Ivaldo Lemos Júnior
Procurador de Justiça do MPDFT
Por que tudo é controvertido no mundo do direito? Por que opiniões entre eméritos juristas se permitem ser tão díspares e até opostas, mesmo em assuntos os mais simples e banais?
Em primeiro lugar, isso não é apanágio exclusivo do direito, mas das ciências humanas em geral e até das que prometem mais precisão, como as biológicas. E todas passam por flutuações geracionais, marcadas por modas que penduram suas contas nas araras da história. Somos todos reféns involuntários do que o mundo real tem de ruim a credenciar, da Queda de Adão à bomba atômica, da peste bubônica à linguagem neutra.
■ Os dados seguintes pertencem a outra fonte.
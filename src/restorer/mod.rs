//! Restores regular files from packed, deduplicated blobs.
//!
//! Planning groups files by the packs holding their blobs. Every pack is then
//! fetched exactly once by one of a fixed number of workers, and each blob read
//! from it is written to every place it is used in every file.

use std::{
    path::{Path, PathBuf},
    sync::Arc,
};

use tokio::{
    sync::{mpsc, oneshot},
    task::JoinSet,
};
use tokio_util::sync::CancellationToken;
use tracing::{debug, info, instrument};

use crate::{
    config::RestoreConfig,
    error::{ErrorPolicy, RestoreError, Result, abort_on_all_errors},
    index::{Blob, BlobId, BlobLocator, BlobType, PackId},
    loader::BlobLoader,
    progress::{NoProgress, Progress},
    state::FileState,
    writer::{FileWriter, LocalFileWriter},
};

pub(crate) use plan::{PackInfo, Plan};

mod download;
mod file;
mod plan;

/// Everything the planner and the download workers share.
pub(crate) struct Context {
    pub(crate) index: Arc<dyn BlobLocator>,
    pub(crate) loader: Arc<dyn BlobLoader>,
    pub(crate) writer: Arc<dyn FileWriter>,
    pub(crate) progress: Arc<dyn Progress>,
    pub(crate) error_policy: ErrorPolicy,
    pub(crate) dst: PathBuf,
    pub(crate) zero_chunk: BlobId,
    pub(crate) sparse: bool,
}

impl Context {
    pub(crate) fn target_path(&self, location: &Path) -> PathBuf {
        self.dst.join(location)
    }

    /// Routes a per-file failure through the error policy. Cancellation is
    /// passed through untouched.
    pub(crate) fn sanitize_error(&self, location: &Path, err: RestoreError) -> Result<()> {
        if err.is_cancellation() {
            return Err(err);
        }
        (self.error_policy)(location, err)
    }

    /// Resolves every blob of a manifest, calling `f` with the first pack
    /// holding it and its position in the manifest.
    pub(crate) fn for_each_blob(
        &self,
        ids: &[BlobId],
        mut f: impl FnMut(PackId, Blob, usize),
    ) -> Result<()> {
        for (i, id) in ids.iter().enumerate() {
            let packs = self.index.lookup(BlobType::Data, id);
            let Some(first) = packs.first() else {
                return Err(RestoreError::UnknownBlob(*id));
            };
            f(first.pack_id, first.blob, i);
        }

        Ok(())
    }
}

pub(crate) struct CatalogEntry {
    pub(crate) location: PathBuf,
    pub(crate) blobs: Vec<BlobId>,
    pub(crate) size: u64,
    pub(crate) state: Option<Arc<dyn FileState>>,
}

/// Restores a set of files below a destination directory.
pub struct FileRestorer {
    ctx: Context,
    workers: usize,
    files: Vec<CatalogEntry>,
}

impl FileRestorer {
    pub fn new(
        dst: impl Into<PathBuf>,
        loader: Arc<dyn BlobLoader>,
        index: Arc<dyn BlobLocator>,
        config: &RestoreConfig,
        zero_chunk: BlobId,
    ) -> Self {
        Self {
            ctx: Context {
                index,
                loader,
                writer: Arc::new(LocalFileWriter::new(config.allow_recursive_delete)),
                progress: Arc::new(NoProgress),
                error_policy: abort_on_all_errors(),
                dst: dst.into(),
                zero_chunk,
                sparse: config.sparse,
            },
            workers: config.connections.max(1),
            files: Vec::new(),
        }
    }

    pub fn with_writer(mut self, writer: Arc<dyn FileWriter>) -> Self {
        self.ctx.writer = writer;
        self
    }

    pub fn with_progress(mut self, progress: Arc<dyn Progress>) -> Self {
        self.ctx.progress = progress;
        self
    }

    /// Replaces the default policy, which aborts on the first error.
    pub fn with_error_policy(mut self, policy: ErrorPolicy) -> Self {
        self.ctx.error_policy = policy;
        self
    }

    /// Adds a file. `location` is relative to the destination, `state`
    /// describes what an existing target already contains.
    pub fn add_file(
        &mut self,
        location: impl Into<PathBuf>,
        blobs: Vec<BlobId>,
        size: u64,
        state: Option<Arc<dyn FileState>>,
    ) {
        self.files.push(CatalogEntry {
            location: location.into(),
            blobs,
            size,
            state,
        });
    }

    pub fn len(&self) -> usize {
        self.files.len()
    }

    pub fn is_empty(&self) -> bool {
        self.files.is_empty()
    }

    /// Restores all added files. Returns the first error that was not
    /// suppressed by the error policy.
    #[instrument(skip_all, fields(files = self.files.len(), workers = self.workers), err)]
    pub async fn restore_files(self, cancel: &CancellationToken) -> Result<()> {
        let Self {
            ctx,
            workers,
            files,
        } = self;

        let plan = ctx.build_plan(files, cancel).await?;
        info!(packs = plan.order.len(), "restore planned");

        let ctx = Arc::new(ctx);
        let cancel = cancel.child_token();
        let (requests, pending) = mpsc::channel::<oneshot::Sender<PackInfo>>(workers);

        let mut tasks = JoinSet::new();
        for _ in 0..workers {
            let ctx = ctx.clone();
            let requests = requests.clone();
            let cancel = cancel.clone();
            tasks.spawn(async move {
                loop {
                    let (reply, next) = oneshot::channel();
                    if requests.send(reply).await.is_err() {
                        return Ok(());
                    }
                    // The driver drops the reply once every pack is handed out.
                    let Ok(pack) = next.await else {
                        return Ok(());
                    };
                    if cancel.is_cancelled() {
                        return Err(RestoreError::Cancelled);
                    }
                    ctx.download_pack(pack, &cancel).await?;
                }
            });
        }
        drop(requests);
        tasks.spawn(dispatch(plan, pending, cancel.clone()));

        let mut first_error = None;
        while let Some(joined) = tasks.join_next().await {
            if let Err(err) = joined.map_err(RestoreError::from).and_then(|r| r) {
                if first_error.is_none() {
                    cancel.cancel();
                    first_error = Some(err);
                }
            }
        }

        match first_error {
            Some(err) => Err(err),
            None => Ok(()),
        }
    }
}

/// Hands packs to idle workers in the order they were first referenced. A
/// pack leaves the plan only once a worker asked for it.
async fn dispatch(
    mut plan: Plan,
    mut requests: mpsc::Receiver<oneshot::Sender<PackInfo>>,
    cancel: CancellationToken,
) -> Result<()> {
    let mut order = std::mem::take(&mut plan.order).into_iter();

    loop {
        let reply = tokio::select! {
            biased;
            _ = cancel.cancelled() => return Err(RestoreError::Cancelled),
            reply = requests.recv() => match reply {
                Some(reply) => reply,
                // Every worker has stopped, their error is reported instead.
                None => return Ok(()),
            },
        };

        // Dispatched packs are dropped from the plan so their files can be
        // freed once the workers are done with them.
        let Some(pack) = order.by_ref().find_map(|id| plan.packs.remove(&id)) else {
            return Ok(());
        };
        let id = pack.id;
        if reply.send(pack).is_err() {
            return Ok(());
        }
        debug!(pack = %id.short(), "scheduled download pack");
    }
}
use std::{
    collections::HashMap,
    fmt::Debug,
    io,
    path::{Component, Path, PathBuf},
    sync::{Arc, Mutex},
};

use tokio_util::sync::CancellationToken;
use tracing::{debug, info, instrument, warn};

use crate::{
    config::RestoreConfig,
    error::{ErrorPolicy, RestoreError, Result, abort_on_all_errors},
    index::BlobId,
    loader::StorageBlobLoader,
    metadata::{self, FileEntry},
    progress::RestoreProgress,
    restorer::FileRestorer,
    state::{BlobMatches, FileState},
    storage::Storage,
};

#[derive(Debug, Clone, Copy, Default)]
pub struct RestoreOptions {
    pub config: RestoreConfig,
    /// Log failing files and keep going instead of aborting on the first one.
    pub ignore_errors: bool,
}

#[derive(Debug, Clone, Default, PartialEq, Eq)]
pub struct RestoreSummary {
    pub files_restored: u64,
    pub files_updated: u64,
    pub files_unchanged: u64,
    pub bytes_written: u64,
    /// Files that could not be restored, with the reason.
    pub failures: Vec<(PathBuf, String)>,
}

type Failures = Arc<Mutex<Vec<(PathBuf, String)>>>;

fn error_policy(ignore_errors: bool, failures: Failures) -> ErrorPolicy {
    if !ignore_errors {
        return abort_on_all_errors();
    }

    Arc::new(move |location: &Path, err: RestoreError| {
        warn!(location = %location.display(), error = %err, "failed to restore file");
        let mut failures = match failures.lock() {
            Ok(guard) => guard,
            Err(poisoned) => poisoned.into_inner(),
        };
        failures.push((location.to_path_buf(), err.to_string()));
        Ok(())
    })
}

fn check_location(path: &Path) -> io::Result<()> {
    if path.as_os_str().is_empty() || !path.components().all(|c| matches!(c, Component::Normal(_)))
    {
        return Err(io::Error::new(
            io::ErrorKind::InvalidData,
            format!("refusing to restore outside the destination: {}", path.display()),
        ));
    }
    Ok(())
}

/// Compares an existing target with the manifest. `None` when there is no
/// usable file or a blob length is unknown, in which case the planner reports
/// the missing blob.
async fn prior_state(
    target: PathBuf,
    file: &FileEntry,
    lengths: &HashMap<BlobId, u32>,
) -> Result<Option<BlobMatches>> {
    let Some(blobs) = file
        .blobs
        .iter()
        .map(|id| lengths.get(id).map(|length| (*id, u64::from(*length))))
        .collect::<Option<Vec<_>>>()
    else {
        return Ok(None);
    };

    let path = target.clone();
    tokio::task::spawn_blocking(move || BlobMatches::compare(&path, &blobs))
        .await?
        .map_err(|e| RestoreError::io(target, e))
}

/// Sets a file whose blobs all match to `size`. Returns the previous length
/// if it had to be changed.
async fn settle_length(target: &Path, size: u64) -> io::Result<Option<u64>> {
    let len = tokio::fs::metadata(target).await?.len();
    if len == size {
        return Ok(None);
    }

    let file = tokio::fs::OpenOptions::new().write(true).open(target).await?;
    file.set_len(size).await?;
    Ok(Some(len))
}

/// Restores snapshot `snapshot_id` from `storage` below `root`. Files whose
/// content already matches are left alone, others are updated in place when
/// possible.
#[instrument(skip(storage, cancel), err)]
pub async fn restore<P: AsRef<Path> + Debug, S: Storage + 'static>(
    root: P,
    snapshot_id: &str,
    storage: S,
    options: &RestoreOptions,
    cancel: &CancellationToken,
) -> Result<RestoreSummary> {
    let root = root.as_ref();
    let snapshot = metadata::load_snapshot(&storage, snapshot_id).await?;
    info!(files = snapshot.files.len(), blobs = snapshot.index.len(), "snapshot loaded");

    let lengths: HashMap<BlobId, u32> = snapshot.index.iter().map(|e| (e.blob, e.length)).collect();
    let failures = Failures::default();
    let policy = error_policy(options.ignore_errors, failures.clone());
    let progress = Arc::new(RestoreProgress::new());

    tokio::fs::create_dir_all(root)
        .await
        .map_err(|e| RestoreError::io(root, e))?;

    let mut restorer = FileRestorer::new(
        root,
        Arc::new(StorageBlobLoader::new(storage)),
        Arc::new(snapshot.build_index()),
        &options.config,
        BlobId::zero_chunk(snapshot.chunker.max_size),
    )
    .with_progress(progress.clone())
    .with_error_policy(policy.clone());

    let mut summary = RestoreSummary::default();
    for file in &snapshot.files {
        if cancel.is_cancelled() {
            return Err(RestoreError::Cancelled);
        }

        if let Err(e) = check_location(&file.path) {
            policy(file.path.as_path(), RestoreError::io(&file.path, e))?;
            continue;
        }

        let target = root.join(&file.path);
        if let Some(parent) = target.parent() {
            if let Err(e) = tokio::fs::create_dir_all(parent).await {
                policy(file.path.as_path(), RestoreError::io(parent, e))?;
                continue;
            }
        }

        let state = match prior_state(target.clone(), file, &lengths).await {
            Ok(state) => state,
            Err(err) => {
                policy(file.path.as_path(), err)?;
                continue;
            }
        };

        match state {
            Some(state) if state.all_match() => match settle_length(&target, file.size).await {
                Ok(None) => {
                    debug!(path = %file.path.display(), "unchanged");
                    summary.files_unchanged += 1;
                }
                Ok(Some(len)) => {
                    debug!(path = %file.path.display(), from = len, to = file.size, "truncated");
                    summary.files_updated += 1;
                }
                Err(e) => policy(file.path.as_path(), RestoreError::io(&target, e))?,
            },
            state => {
                let state = state.map(|s| Arc::new(s) as Arc<dyn FileState>);
                restorer.add_file(&file.path, file.blobs.clone(), file.size, state);
            }
        }
    }

    debug!(files = restorer.len(), "files to restore");
    restorer.restore_files(cancel).await?;

    let counts = progress.counts();
    summary.files_restored += counts.files_restored;
    summary.files_updated += counts.files_updated;
    summary.bytes_written += counts.bytes_written;
    summary.failures = match failures.lock() {
        Ok(guard) => guard.clone(),
        Err(poisoned) => poisoned.into_inner().clone(),
    };

    info!(
        restored = summary.files_restored,
        updated = summary.files_updated,
        unchanged = summary.files_unchanged,
        failed = summary.failures.len(),
        "restore complete"
    );
    Ok(summary)
}
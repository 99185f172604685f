use std::{
    fmt::Debug,
    io,
    path::{Path, PathBuf},
};

use async_trait::async_trait;
use tokio::{fs, io::AsyncWriteExt};
use tracing::instrument;

use crate::storage::{self, ObjectKind, StreamReader};

/// Objects kept as plain files below a repository directory.
#[derive(Debug, Clone)]
pub struct LocalStorage {
    root: PathBuf,
}

impl LocalStorage {
    #[instrument(err)]
    pub async fn new<P: Into<PathBuf> + Debug>(path: P) -> io::Result<Self> {
        let root = path.into();

        for kind in [ObjectKind::Pack, ObjectKind::Snapshot] {
            fs::create_dir_all(root.join(kind.dir_name())).await?;
        }

        Ok(Self { root })
    }

    pub fn root(&self) -> &Path {
        &self.root
    }

    fn object_path(&self, kind: ObjectKind, name: &str) -> io::Result<PathBuf> {
        if name.is_empty() || name.contains(['/', '\\']) || name.starts_with('.') {
            return Err(io::Error::new(
                io::ErrorKind::InvalidInput,
                format!("invalid object name {name:?}"),
            ));
        }

        Ok(self.root.join(kind.dir_name()).join(name))
    }
}

#[async_trait]
impl storage::Storage for LocalStorage {
    #[instrument(err)]
    async fn get(&self, kind: ObjectKind, name: &str) -> io::Result<StreamReader> {
        let path = self.object_path(kind, name)?;
        let file = fs::File::open(&path).await?;

        Ok(Box::new(file))
    }

    #[instrument(skip(reader), err)]
    async fn put(
        &self,
        kind: ObjectKind,
        name: &str,
        mut reader: StreamReader,
        len: u64,
    ) -> io::Result<()> {
        let path = self.object_path(kind, name)?;
        let tmp_path = path.with_extension("tmp");

        let mut file = fs::File::create(&tmp_path).await?;
        let written = tokio::io::copy(&mut reader, &mut file).await?;
        if written != len {
            let _ = fs::remove_file(&tmp_path).await;
            return Err(io::Error::new(
                io::ErrorKind::UnexpectedEof,
                format!("short object write: {written} of {len} bytes"),
            ));
        }
        file.flush().await?;
        file.sync_all().await?;
        drop(file);

        fs::rename(&tmp_path, &path).await
    }
}
use std::{
    collections::{BTreeMap, HashMap},
    sync::Arc,
};

use tokio_util::sync::CancellationToken;
use tracing::{debug, instrument};

use crate::{
    error::{RestoreError, Result},
    index::PackId,
    restorer::{
        CatalogEntry, Context,
        file::{FileBlobInfo, FileBlobs, FileInfo, LARGE_FILE_BLOB_COUNT},
    },
};

/// A pack and the files needing at least one blob from it.
pub(crate) struct PackInfo {
    pub(crate) id: PackId,
    /// Keyed by catalog position.
    pub(crate) files: BTreeMap<usize, Arc<FileInfo>>,
}

pub(crate) struct Plan {
    pub(crate) packs: HashMap<PackId, PackInfo>,
    /// Packs in the order files first reference them. Fetching in this order
    /// keeps the writes of each file roughly sequential.
    pub(crate) order: Vec<PackId>,
}

impl Context {
    #[instrument(level = "debug", skip_all, fields(files = files.len()), err)]
    pub(crate) async fn build_plan(
        &self,
        files: Vec<CatalogEntry>,
        cancel: &CancellationToken,
    ) -> Result<Plan> {
        let mut plan = Plan {
            packs: HashMap::new(),
            order: Vec::new(),
        };

        for (position, entry) in files.into_iter().enumerate() {
            if cancel.is_cancelled() {
                return Err(RestoreError::Cancelled);
            }

            let CatalogEntry {
                location,
                blobs,
                size,
                state,
            } = entry;

            if blobs.is_empty() {
                if let Err(err) = self.restore_empty_file(&location).await {
                    self.sanitize_error(&location, err)?;
                }
                continue;
            }

            let large_file = blobs.len() > LARGE_FILE_BLOB_COUNT;
            let mut packs_map: HashMap<PackId, Vec<FileBlobInfo>> = HashMap::new();
            let mut file_packs = Vec::new();
            let mut sparse = false;
            let mut file_offset = 0u64;

            self.for_each_blob(&blobs, |pack_id, blob, idx| {
                let offset = file_offset;
                file_offset += blob.data_length();

                if blob.id() == self.zero_chunk {
                    sparse = self.sparse;
                }

                if state.as_ref().is_some_and(|s| s.has_matching_blob(idx)) {
                    return;
                }

                if large_file {
                    packs_map.entry(pack_id).or_default().push(FileBlobInfo {
                        id: blob.id(),
                        offset,
                    });
                }

                if !plan.packs.contains_key(&pack_id) {
                    plan.packs.insert(
                        pack_id,
                        PackInfo {
                            id: pack_id,
                            files: BTreeMap::new(),
                        },
                    );
                    plan.order.push(pack_id);
                }
                if !file_packs.contains(&pack_id) {
                    file_packs.push(pack_id);
                }
            })?;

            if blobs.len() == 1 {
                // Nothing to preallocate for a single blob. A short chunk also
                // never matches the zero chunk, which would keep the file
                // from being sparse. Applies even with sparse restores off, so
                // a lone all-zero chunk ends up as a hole.
                sparse = true;
            }
            if state.is_some() {
                // Holes cannot be punched into an existing file, old data
                // would remain where the new content is sparse.
                sparse = false;
            }

            let representation = if large_file {
                FileBlobs::Packs(packs_map)
            } else {
                FileBlobs::Ids(blobs)
            };
            let file = Arc::new(FileInfo::new(location, size, sparse, representation, state));

            for pack_id in file_packs {
                if let Some(pack) = plan.packs.get_mut(&pack_id) {
                    pack.files.insert(position, file.clone());
                }
            }
        }

        debug!(packs = plan.order.len(), "plan built");
        Ok(plan)
    }
}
Responder às perguntas do primeiro parágrafo à guisa de que “o direito é uma ciência humana” não é responder coisa nenhuma. É apenas contornar a questão. É o mesmo que dizer que “2 + 2 = 4”, o que é obviamente correto, mas 4 não é 2 + 2, pois também pode ser 1 + 1 + 2, ou 573 – 569, ou 272/68 e por aí vai sem fim.
O direito é uma combinação de três elementos, fato, valor e norma, que não são fatores aritméticos e sim ingredientes de uma receita que somente pode ser revertida em termos intelectuais. Isso foi tentado por escolas que enfatizaram cada aspecto em detrimento dos demais – positivismo, naturalismo e realismo, e suas próprias subdivisões –, mas sem evitar que os passarinhos comessem os miolos de pão que sinalizavam o caminho de volta.
E o pior vem agora: se a fixação conceitual de cada vértice do triângulo jurídico já não fosse uma encrenca didática terrível, as soluções concretas da experiência pedem que cada um dê a palavra final em caso de tensão entre os dois restantes. Choque entre fato e valor é resolvido pela norma; choque entre fato e norma é resolvido pelo valor; choque entre valor e norma é resolvido pelo fato. E aqui você vê que um 4 com potencial de resultado infinito nem sempre fecha a conta 2 + 2. Taí a resposta.